> _Task item_
Search the data below for the word "must" and report how many lines contain it. Nothing but the number is needed.

> _Provided records_
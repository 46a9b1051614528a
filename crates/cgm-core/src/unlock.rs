//! Unlock payload generation and the unlock counter.
//!
//! Every streaming session starts with a write of a 12-byte payload to the
//! unlock characteristic: the counter followed by an 8-byte tag derived from
//! the sensor identity and that counter. The counter increases on every
//! attempt so a captured payload cannot be replayed.

use aes::cipher::{BlockEncrypt, generic_array::GenericArray};
use bytes::{BufMut, Bytes, BytesMut};
use serde::{Deserialize, Serialize};

use cgm_types::SENSOR_UID_LEN;

use crate::decoder::sensor_cipher;
use crate::error::{Error, Result};

/// Length of the unlock payload.
pub const UNLOCK_PAYLOAD_LEN: usize = 12;

/// Patch info bytes that participate in the tag.
const PATCH_INFO_TAG_LEN: usize = 4;

/// Builds unlock payloads.
#[derive(Debug, Clone, Copy, Default)]
pub struct UnlockCodec;

impl UnlockCodec {
    /// Build the payload for `counter`.
    ///
    /// Pure in its inputs. Fails with [`Error::Auth`] when the UID is not
    /// exactly 8 bytes or the patch info is too short.
    pub fn unlock_payload(&self, uid: &[u8], patch_info: &[u8], counter: u32) -> Result<Bytes> {
        let uid: &[u8; SENSOR_UID_LEN] = uid.try_into().map_err(|_| {
            Error::Auth(format!(
                "sensor UID must be {} bytes, got {}",
                SENSOR_UID_LEN,
                uid.len()
            ))
        })?;
        if patch_info.len() < PATCH_INFO_TAG_LEN {
            return Err(Error::Auth(format!(
                "patch info must be at least {} bytes, got {}",
                PATCH_INFO_TAG_LEN,
                patch_info.len()
            )));
        }

        let mut input = [0u8; 16];
        input[..SENSOR_UID_LEN].copy_from_slice(uid);
        input[SENSOR_UID_LEN..SENSOR_UID_LEN + PATCH_INFO_TAG_LEN]
            .copy_from_slice(&patch_info[..PATCH_INFO_TAG_LEN]);
        input[12..].copy_from_slice(&counter.to_le_bytes());

        let mut block = GenericArray::clone_from_slice(&input);
        sensor_cipher(uid).encrypt_block(&mut block);

        let mut payload = BytesMut::with_capacity(UNLOCK_PAYLOAD_LEN);
        payload.put_u32_le(counter);
        payload.put_slice(&block[..UNLOCK_PAYLOAD_LEN - 4]);
        Ok(payload.freeze())
    }
}

/// Monotonic unlock counter, persisted across sessions.
///
/// Only a fresh pairing resets it.
#[derive(Debug, Clone, Copy, PartialEq, Eq, Default, Serialize, Deserialize)]
#[serde(transparent)]
pub struct UnlockCounter {
    value: u32,
}

impl UnlockCounter {
    /// Resume from a persisted value.
    pub fn new(value: u32) -> Self {
        Self { value }
    }

    /// Advance and return the value to use for the next unlock.
    #[allow(clippy::should_implement_trait)]
    pub fn next(&mut self) -> u32 {
        self.value = self.value.saturating_add(1);
        self.value
    }

    /// Last value handed out.
    pub fn current(&self) -> u32 {
        self.value
    }

    /// Back to zero, for a new sensor identity.
    pub fn reset(&mut self) {
        self.value = 0;
    }
}

#[cfg(test)]
mod tests {
    use super::*;

    const UID: [u8; 8] = [0x2F, 0xE7, 0xB1, 0x00, 0x00, 0xA4, 0x07, 0xE0];
    const PATCH: [u8; 6] = [0x9D, 0x08, 0x30, 0x01, 0x76, 0x25];

    #[test]
    fn test_payload_layout() {
        let payload = UnlockCodec.unlock_payload(&UID, &PATCH, 7).unwrap();
        assert_eq!(payload.len(), UNLOCK_PAYLOAD_LEN);
        assert_eq!(&payload[..4], &7u32.to_le_bytes());
    }

    #[test]
    fn test_payload_is_pure() {
        let a = UnlockCodec.unlock_payload(&UID, &PATCH, 3).unwrap();
        let b = UnlockCodec.unlock_payload(&UID, &PATCH, 3).unwrap();
        assert_eq!(a, b);
        let c = UnlockCodec.unlock_payload(&UID, &PATCH, 4).unwrap();
        assert_ne!(a[4..], c[4..]);
    }

    #[test]
    fn test_payload_depends_on_identity() {
        let mut other = UID;
        other[7] ^= 0x01;
        let a = UnlockCodec.unlock_payload(&UID, &PATCH, 1).unwrap();
        let b = UnlockCodec.unlock_payload(&other, &PATCH, 1).unwrap();
        assert_ne!(a, b);
    }

    #[test]
    fn test_bad_uid_length_is_auth_error() {
        let err = UnlockCodec.unlock_payload(&UID[..6], &PATCH, 1).unwrap_err();
        assert!(matches!(err, Error::Auth(_)));
        assert!(err.is_critical());
        assert!(matches!(
            UnlockCodec.unlock_payload(&UID, &PATCH[..2], 1),
            Err(Error::Auth(_))
        ));
    }

    #[test]
    fn test_counter_strictly_increases_until_reset() {
        let mut counter = UnlockCounter::default();
        let mut last = counter.current();
        for _ in 0..20 {
            let next = counter.next();
            assert!(next > last);
            last = next;
        }
        counter.reset();
        assert_eq!(counter.current(), 0);
        assert_eq!(UnlockCounter::new(41).next(), 42);
    }
}
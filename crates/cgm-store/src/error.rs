//! Error types for cgm-store.

use std::path::PathBuf;

/// Result type for cgm-store operations.
pub type Result<T> = std::result::Result<T, Error>;

/// Errors that can occur in cgm-store.
#[derive(Debug, thiserror::Error)]
#[non_exhaustive]
pub enum Error {
    /// Database error from SQLite.
    #[error("Database error: {0}")]
    Database(#[from] rusqlite::Error),

    /// Failed to create database directory.
    #[error("Failed to create database directory {path}: {source}")]
    CreateDirectory {
        path: PathBuf,
        source: std::io::Error,
    },

    /// Invalid timestamp.
    #[error("Invalid timestamp: {0}")]
    InvalidTimestamp(i64),

    /// A stored value could not be interpreted.
    #[error("Corrupt record: {0}")]
    Corrupt(String),

    /// Serialization error.
    #[error("Serialization error: {0}")]
    Serialization(#[from] serde_json::Error),

    /// IO error.
    #[error("IO error: {0}")]
    Io(#[from] std::io::Error),
}

impl From<Error> for cgm_core::Error {
    fn from(error: Error) -> Self {
        cgm_core::Error::Persistence(error.to_string())
    }
}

> _Expected answer_
2